Question

I work on an application that can make ping or traceroute requests from the android shell and my application reads the result and post it to the user. My problem is that I can not get the whole result (message) from the command. For example, the traceroute displays the initial message just before showing the HOPS and ping only works for 1 packet properly. Otherwise (for many packets) I get the initial part of ping request and not the results. I have a rooted device and installed busybox in order to have traceroute command.

The code is the following

    package com.example.commandshelltest;

import java.io.DataOutputStream;
import java.io.IOException;
import java.io.InputStream;

import android.os.Bundle;
import android.app.Activity;
import android.view.Menu;
import android.widget.TextView;

public class MainActivity extends Activity {

    TextView tv1;
    String out = new String();
    @Override
    protected void onCreate(Bundle savedInstanceState) {
        super.onCreate(savedInstanceState);

        setContentView(R.layout.activity_main);
    String result=execute_reboot();
    TextView tv1=(TextView)findViewById(R.id.textView1);
    //tv1.setText(Integer.toString(result.length())); // i can see that while increasing the number of icmp packets in ping the length stays the same
    tv1.setText(result);

    }

    @Override
    public boolean onCreateOptionsMenu(Menu menu) {
        // Inflate the menu; this adds items to the action bar if it is present.
        getMenuInflater().inflate(R.menu.main, menu);
        return true;
    }

    String execute_reboot()
    {
        Process process1;
        try {
            int BUFF_LEN =1024;
            process1=Runtime.getRuntime().exec("su");
              DataOutputStream os = 
                  new DataOutputStream(process1.getOutputStream());
                //os.writeBytes("traceroute 8.8.8.8\n");
                os.writeBytes("ping -c 1 8.8.8.8\n");
                os.flush();
                InputStream stdout = process1.getInputStream();
                byte[] buffer = new byte[BUFF_LEN];
                int read;

                while((read=stdout.read(buffer))>0)
                while(true){
                    read = stdout.read(buffer);
                    out += new String(buffer, 0, read);
                    if(read<BUFF_LEN){
                        //we have read everything
                        break;
                    }
                }

                  os.writeBytes("exit\n");
                  os.flush();

                process1.waitFor();

        } catch (IOException e) {
            // TODO Auto-generated catch block
            e.printStackTrace();
        } catch (InterruptedException e) {
            // TODO Auto-generated catch block
            e.printStackTrace();
        }
        return out;

    }

}
Was it helpful?

Solution

For everyone having the same problem.... I used as a code the example from Run shell commands from android program The use of threads and sleep time solved the problem for me

public void runAsRoot(String[] cmds) throws Exception {
        Process p = Runtime.getRuntime().exec("su");
        DataOutputStream os = new DataOutputStream(p.getOutputStream());
        InputStream is = p.getInputStream();
        for (String tmpCmd : cmds) {
            os.writeBytes(tmpCmd+"\n");
            int readed = 0;
            byte[] buff = new byte[4096];
            boolean cmdRequiresAnOutput = true;
            if (cmdRequiresAnOutput) {
                while( is.available() <= 0) {
                    try { Thread.sleep(5000); } catch(Exception ex) {}
                }

                while( is.available() > 0) {
                    readed = is.read(buff);
                    if ( readed <= 0 ) break;
                    String seg = new String(buff,0,readed);   
                    result=seg; //result is a string to show in textview
                }
            }
        }        
        os.writeBytes("exit\n");
        os.flush();

the important part is the Thread.sleep(5000); For "ls" the sleep time is not important.
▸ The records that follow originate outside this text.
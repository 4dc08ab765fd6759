//! Final cleanup of extracted Arabic text.
//!
//! One normalization pass does, in order:
//! 1. optional Unicode NFC
//! 2. non-breaking spaces become plain spaces
//! 3. runs of spaces and tabs collapse to one space
//! 4. three or more newlines collapse to a blank line
//! 5. leading and trailing whitespace is trimmed
//! 6. the [`CorrectionTable`] is applied
//!
//! [`ArabicNormalizer::normalize`] repeats the pass until the text stops
//! changing, so normalizing twice never changes the result.

mod corrections;

pub use corrections::{Correction, CorrectionTable};

use regex::Regex;
use unicode_normalization::UnicodeNormalization;

use crate::error::Result;

/// Upper bound on repeated passes. A table whose replacements feed each
/// other in a cycle stops here instead of looping forever.
const MAX_PASSES: usize = 8;

/// Options for text normalization.
#[derive(Debug, Clone)]
pub struct NormalizeOptions {
    /// Glyph-order corrections applied after whitespace cleanup
    pub corrections: CorrectionTable,

    /// Compose to Unicode NFC before anything else
    pub unicode_nfc: bool,
}

impl NormalizeOptions {
    pub fn new() -> Self {
        Self::default()
    }

    /// Replace the correction table.
    pub fn with_corrections(mut self, corrections: CorrectionTable) -> Self {
        self.corrections = corrections;
        self
    }

    /// Enable or disable NFC composition.
    pub fn with_unicode_nfc(mut self, enabled: bool) -> Self {
        self.unicode_nfc = enabled;
        self
    }
}

impl Default for NormalizeOptions {
    fn default() -> Self {
        Self {
            corrections: CorrectionTable::default(),
            unicode_nfc: false,
        }
    }
}

/// Compiled normalizer.
#[derive(Debug, Clone)]
pub struct ArabicNormalizer {
    options: NormalizeOptions,
    horizontal_ws: Regex,
    excess_newlines: Regex,
}

impl ArabicNormalizer {
    /// Build a normalizer, validating the correction table.
    pub fn new(options: NormalizeOptions) -> Result<Self> {
        options.corrections.validate()?;

        Ok(Self {
            options,
            horizontal_ws: Regex::new(r"[ \t]+")?,
            excess_newlines: Regex::new(r"\n{3,}")?,
        })
    }

    pub fn options(&self) -> &NormalizeOptions {
        &self.options
    }

    /// Normalize text to a fixed point.
    pub fn normalize(&self, text: &str) -> String {
        let mut current = self.pass(text);

        for _ in 1..MAX_PASSES {
            let next = self.pass(&current);
            if next == current {
                return current;
            }
            current = next;
        }

        log::debug!("normalization did not settle after {} passes", MAX_PASSES);
        current
    }

    fn pass(&self, text: &str) -> String {
        let text = if self.options.unicode_nfc {
            text.nfc().collect::<String>()
        } else {
            text.to_string()
        };

        let text = text.replace('\u{00A0}', " ");
        let text = self.horizontal_ws.replace_all(&text, " ");
        let text = self.excess_newlines.replace_all(&text, "\n\n");

        self.options.corrections.apply(text.trim())
    }
}

/// Normalize with the default options.
pub fn normalize_text(text: &str) -> Result<String> {
    Ok(ArabicNormalizer::new(NormalizeOptions::default())?.normalize(text))
}
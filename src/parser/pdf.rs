//! Page-by-page PDF extraction with OCR fallback.

use crate::detect::DocumentFormat;
use crate::error::{Error, Result};
use crate::model::{ExtractionReport, PageOutcome, RasterImage, SkipReason};
use crate::ocr::{OcrEngine, PageRasterizer};

use super::backend::{LopdfBackend, PageId, PdfBackend};
use super::lines::page_text;
use super::options::{CancelFlag, ExtractOptions};
use super::runs::extract_page_runs;

/// PDF page extractor.
///
/// Pages are processed strictly in order. A page whose reconstructed text
/// is at or below [`ExtractOptions::ocr_threshold`] has its text layer
/// discarded and is rendered and sent to OCR instead. Any per-page failure
/// skips that page and is recorded in the [`ExtractionReport`]; only an
/// unreadable document or cancellation aborts the whole run.
pub struct PdfExtractor<'a> {
    options: &'a ExtractOptions,
    rasterizer: &'a dyn PageRasterizer,
    ocr: Option<&'a dyn OcrEngine>,
    cancel: Option<&'a CancelFlag>,
}

impl<'a> PdfExtractor<'a> {
    /// Create an extractor without OCR.
    pub fn new(options: &'a ExtractOptions, rasterizer: &'a dyn PageRasterizer) -> Self {
        Self {
            options,
            rasterizer,
            ocr: None,
            cancel: None,
        }
    }

    /// Use an OCR engine for low-yield pages.
    pub fn with_ocr(mut self, engine: &'a dyn OcrEngine) -> Self {
        self.ocr = Some(engine);
        self
    }

    /// Stop between pages once the flag is raised.
    pub fn with_cancel_flag(mut self, flag: &'a CancelFlag) -> Self {
        self.cancel = Some(flag);
        self
    }

    /// Extract raw (not yet normalized) text from PDF bytes.
    pub async fn extract(&self, data: &[u8]) -> Result<(String, ExtractionReport)> {
        let backend = LopdfBackend::load_bytes(data)?;
        log::debug!("loaded PDF {}", backend.version());
        self.extract_with_backend(&backend, data).await
    }

    /// Extract using an already-loaded backend. `data` is the raw file,
    /// handed to the rasterizer for OCR pages.
    pub async fn extract_with_backend<B>(
        &self,
        backend: &B,
        data: &[u8],
    ) -> Result<(String, ExtractionReport)>
    where
        B: PdfBackend + ?Sized,
    {
        let pages = backend.pages();
        let mut report = ExtractionReport::new(DocumentFormat::Pdf, pages.len() as u32);
        let mut text = String::new();

        for (&page_num, &page_id) in pages.iter() {
            if !self.options.pages.includes(page_num) {
                continue;
            }

            if self.cancel.is_some_and(CancelFlag::is_cancelled) {
                log::info!("extraction cancelled before page {}", page_num);
                return Err(Error::Cancelled);
            }

            let (page_text, outcome) = self.process_page(backend, data, page_num, page_id).await;

            if let PageOutcome::Skipped(reason) = &outcome {
                log::warn!("skipping page {}: {}", page_num, reason);
            }
            if let Some(page_text) = page_text {
                text.push_str(&page_text);
                text.push_str("\n\n");
            }
            report.record(page_num, outcome);
        }

        log::info!(
            "extracted {} of {} pages ({} via OCR, {} skipped)",
            report.pages.len() - report.skipped_pages().len(),
            report.page_count,
            report.ocr_pages().len(),
            report.skipped_pages().len()
        );

        Ok((text, report))
    }

    async fn process_page<B>(
        &self,
        backend: &B,
        data: &[u8],
        page_num: u32,
        page_id: PageId,
    ) -> (Option<String>, PageOutcome)
    where
        B: PdfBackend + ?Sized,
    {
        let runs = match extract_page_runs(backend, page_num, page_id) {
            Ok(runs) => runs,
            Err(e) => {
                return (None, PageOutcome::Skipped(SkipReason::PageError(e.to_string())));
            }
        };
        log::debug!("page {}: {} text runs", page_num, runs.len());

        let embedded = page_text(runs);
        if !self.options.needs_ocr(&embedded) {
            let chars = embedded.chars().count();
            return (Some(embedded), PageOutcome::Embedded { chars });
        }

        log::debug!(
            "page {}: text layer at or below {} characters, trying OCR",
            page_num,
            self.options.ocr_threshold
        );

        match self.ocr_page(data, page_num).await {
            Ok(text) if text.trim().is_empty() => (None, PageOutcome::Skipped(SkipReason::Empty)),
            Ok(text) => {
                let chars = text.chars().count();
                (Some(text), PageOutcome::Ocr { chars })
            }
            Err(reason) => (None, PageOutcome::Skipped(reason)),
        }
    }

    async fn ocr_page(&self, data: &[u8], page_num: u32) -> std::result::Result<String, SkipReason> {
        let engine = self.ocr.ok_or(SkipReason::OcrUnavailable)?;

        let image = self
            .rasterizer
            .render(data, page_num, self.options.ocr_scale)
            .map_err(|e| SkipReason::RenderFailed(e.to_string()))?;

        self.recognize(engine, &image).await.map_err(|e| {
            log::debug!("page {}: {}", page_num, e);
            SkipReason::from_ocr_error(&e)
        })
    }

    /// Run the engine under the per-page budget.
    async fn recognize(&self, engine: &dyn OcrEngine, image: &RasterImage) -> Result<String> {
        let budget = self.options.ocr_timeout;
        tokio::time::timeout(budget, engine.recognize(image))
            .await
            .map_err(|_| Error::OcrTimeout(budget))?
    }
}
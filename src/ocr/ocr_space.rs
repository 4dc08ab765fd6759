//! HTTP bridge to an OCR.space-compatible recognition endpoint.

use std::time::Duration;

use async_trait::async_trait;
use base64::engine::general_purpose::STANDARD;
use base64::Engine as _;
use reqwest::multipart::Form;
use reqwest::Client;
use serde::Deserialize;

use crate::error::{Error, Result};
use crate::model::RasterImage;

use super::OcrEngine;

/// Public OCR.space endpoint.
pub const DEFAULT_ENDPOINT: &str = "https://api.ocr.space/parse/image";
/// Arabic language hint.
pub const DEFAULT_LANGUAGE: &str = "ara";
/// Engine 2 is the service's higher-accuracy model.
pub const DEFAULT_ENGINE: &str = "2";
/// Transport-level limit for one request. The per-page budget in
/// `ExtractOptions` is usually the tighter bound.
pub const DEFAULT_REQUEST_TIMEOUT: Duration = Duration::from_secs(30);

const ENV_API_KEY: &str = "OCR_SPACE_API_KEY";
const ENV_API_KEY_LEGACY: &str = "VITE_OCR_SPACE_API_KEY";
const ENV_ENDPOINT: &str = "OCR_SPACE_ENDPOINT";

/// OCR service settings.
#[derive(Clone)]
pub struct OcrConfig {
    /// Service credential; `None` disables OCR
    pub api_key: Option<String>,
    /// Recognition endpoint URL
    pub endpoint: String,
    /// Language hint sent with every request
    pub language: String,
    /// Engine variant sent with every request
    pub engine: String,
    /// HTTP client timeout
    pub timeout: Duration,
}

impl OcrConfig {
    pub fn new() -> Self {
        Self::default()
    }

    /// Read settings from the process environment.
    pub fn from_env() -> Self {
        Self::from_lookup(|name| std::env::var(name).ok())
    }

    /// Build settings from an arbitrary variable lookup.
    pub fn from_lookup<F>(lookup: F) -> Self
    where
        F: Fn(&str) -> Option<String>,
    {
        let non_empty = |name: &str| lookup(name).filter(|v| !v.trim().is_empty());

        Self {
            api_key: non_empty(ENV_API_KEY).or_else(|| non_empty(ENV_API_KEY_LEGACY)),
            endpoint: non_empty(ENV_ENDPOINT).unwrap_or_else(|| DEFAULT_ENDPOINT.to_string()),
            ..Self::default()
        }
    }

    pub fn with_api_key(mut self, api_key: impl Into<String>) -> Self {
        self.api_key = Some(api_key.into());
        self
    }

    pub fn with_endpoint(mut self, endpoint: impl Into<String>) -> Self {
        self.endpoint = endpoint.into();
        self
    }

    pub fn with_language(mut self, language: impl Into<String>) -> Self {
        self.language = language.into();
        self
    }

    pub fn with_timeout(mut self, timeout: Duration) -> Self {
        self.timeout = timeout;
        self
    }

    /// Whether a usable credential is present.
    pub fn is_configured(&self) -> bool {
        self.api_key.as_deref().is_some_and(|k| !k.trim().is_empty())
    }
}

impl Default for OcrConfig {
    fn default() -> Self {
        Self {
            api_key: None,
            endpoint: DEFAULT_ENDPOINT.to_string(),
            language: DEFAULT_LANGUAGE.to_string(),
            engine: DEFAULT_ENGINE.to_string(),
            timeout: DEFAULT_REQUEST_TIMEOUT,
        }
    }
}

// The key never shows up in logs.
impl std::fmt::Debug for OcrConfig {
    fn fmt(&self, f: &mut std::fmt::Formatter<'_>) -> std::fmt::Result {
        f.debug_struct("OcrConfig")
            .field("api_key", &self.api_key.as_ref().map(|_| "<redacted>"))
            .field("endpoint", &self.endpoint)
            .field("language", &self.language)
            .field("engine", &self.engine)
            .field("timeout", &self.timeout)
            .finish()
    }
}

/// OCR.space client.
#[derive(Debug)]
pub struct OcrSpaceClient {
    client: Client,
    config: OcrConfig,
}

impl OcrSpaceClient {
    /// Create a client. Fails with [`Error::OcrUnavailable`] when the
    /// configuration carries no credential.
    pub fn from_config(config: OcrConfig) -> Result<Self> {
        if !config.is_configured() {
            return Err(Error::OcrUnavailable);
        }

        let client = Client::builder().timeout(config.timeout).build()?;
        Ok(Self { client, config })
    }

    /// Shortcut for `from_config(OcrConfig::from_env())`.
    pub fn from_env() -> Result<Self> {
        Self::from_config(OcrConfig::from_env())
    }

    pub fn config(&self) -> &OcrConfig {
        &self.config
    }

    fn form(&self, png: &[u8]) -> Form {
        Form::new()
            .text("apikey", self.config.api_key.clone().unwrap_or_default())
            .text("language", self.config.language.clone())
            .text("OCREngine", self.config.engine.clone())
            .text(
                "base64Image",
                format!("data:image/png;base64,{}", STANDARD.encode(png)),
            )
    }
}

#[async_trait]
impl OcrEngine for OcrSpaceClient {
    fn name(&self) -> &str {
        "ocr.space"
    }

    async fn recognize(&self, image: &RasterImage) -> Result<String> {
        let png = image.to_png()?;
        log::debug!(
            "submitting page {} ({}x{}, {} bytes PNG) for OCR",
            image.page_number,
            image.width,
            image.height,
            png.len()
        );

        let response = self
            .client
            .post(&self.config.endpoint)
            .multipart(self.form(&png))
            .send()
            .await?;

        let status = response.status();
        let body = response.text().await?;
        if !status.is_success() {
            return Err(Error::OcrService(format!(
                "HTTP {}: {}",
                status,
                body.chars().take(200).collect::<String>()
            )));
        }

        parse_response(&body)
    }
}

#[derive(Debug, Deserialize)]
#[serde(rename_all = "PascalCase")]
struct OcrSpaceResponse {
    #[serde(default)]
    is_errored_on_processing: bool,
    #[serde(default)]
    error_message: Option<ErrorMessage>,
    #[serde(default)]
    parsed_results: Option<Vec<ParsedResult>>,
}

#[derive(Debug, Deserialize)]
#[serde(rename_all = "PascalCase")]
struct ParsedResult {
    #[serde(default)]
    parsed_text: String,
}

/// The service sends either a single message or a list of them.
#[derive(Debug, Deserialize)]
#[serde(untagged)]
enum ErrorMessage {
    One(String),
    Many(Vec<String>),
}

impl ErrorMessage {
    fn into_text(self) -> String {
        match self {
            ErrorMessage::One(msg) => msg,
            ErrorMessage::Many(msgs) => msgs.join("; "),
        }
    }
}

/// Turn a service response body into recognized text.
fn parse_response(body: &str) -> Result<String> {
    let response: OcrSpaceResponse = serde_json::from_str(body)
        .map_err(|e| Error::OcrService(format!("unreadable response: {}", e)))?;

    if response.is_errored_on_processing {
        let message = response
            .error_message
            .map(ErrorMessage::into_text)
            .filter(|m| !m.is_empty())
            .unwrap_or_else(|| "unknown error".to_string());
        return Err(Error::OcrService(message));
    }

    Ok(response
        .parsed_results
        .unwrap_or_default()
        .into_iter()
        .map(|r| r.parsed_text)
        .collect::<Vec<_>>()
        .join("\n"))
}
//! Data model shared by the extraction stages.
//!
//! Nothing here is mutated after construction: a [`SourceDocument`] goes in,
//! transient [`PageTextRun`]s, [`ReconstructedLine`]s and [`RasterImage`]s
//! are produced per page, and an [`ExtractedText`] comes out.

mod extracted;
mod line;
mod raster;
mod source;

pub use extracted::{ExtractedText, ExtractionReport, PageOutcome, SkipReason};
pub use line::{Direction, PageTextRun, ReconstructedLine};
pub use raster::RasterImage;
pub use source::SourceDocument;
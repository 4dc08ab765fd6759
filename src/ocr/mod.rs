//! Rasterization and OCR for pages without a usable text layer.
//!
//! Two seams keep the pipeline testable without a renderer or network:
//! [`PageRasterizer`] turns a PDF page into a [`RasterImage`], and
//! [`OcrEngine`] turns that image into text. The production pair is
//! [`HayroRasterizer`] and [`OcrSpaceClient`].

mod ocr_space;
mod raster;

pub use ocr_space::{
    OcrConfig, OcrSpaceClient, DEFAULT_ENDPOINT, DEFAULT_ENGINE, DEFAULT_LANGUAGE,
    DEFAULT_REQUEST_TIMEOUT,
};
pub use raster::{HayroRasterizer, PageRasterizer};

use async_trait::async_trait;

use crate::error::Result;
use crate::model::RasterImage;

/// Text recognition service.
#[async_trait]
pub trait OcrEngine: Send + Sync {
    /// Short identifier used in logs.
    fn name(&self) -> &str;

    /// Recognize the text on one page image.
    ///
    /// Returns [`Error::OcrService`](crate::Error::OcrService) when the
    /// service rejects the image. An empty string means nothing was found.
    async fn recognize(&self, image: &RasterImage) -> Result<String>;
}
But for commands like ping or traceroute you need time and you have to wait for the results, hence 5000ms=5seconds is enough to get a response for a ping HOP.

OTHER TIPS

You can't be sure that this is true:

                 if(read<BUFF_LEN){
                     //we have read everything
                     break;

The implementation may return before the buffer is filled entirely to avoid too long waiting.

Additionally the line

            while((read=stdout.read(buffer))>0)

may eat up some parts of the input. I don't understand what it is good for.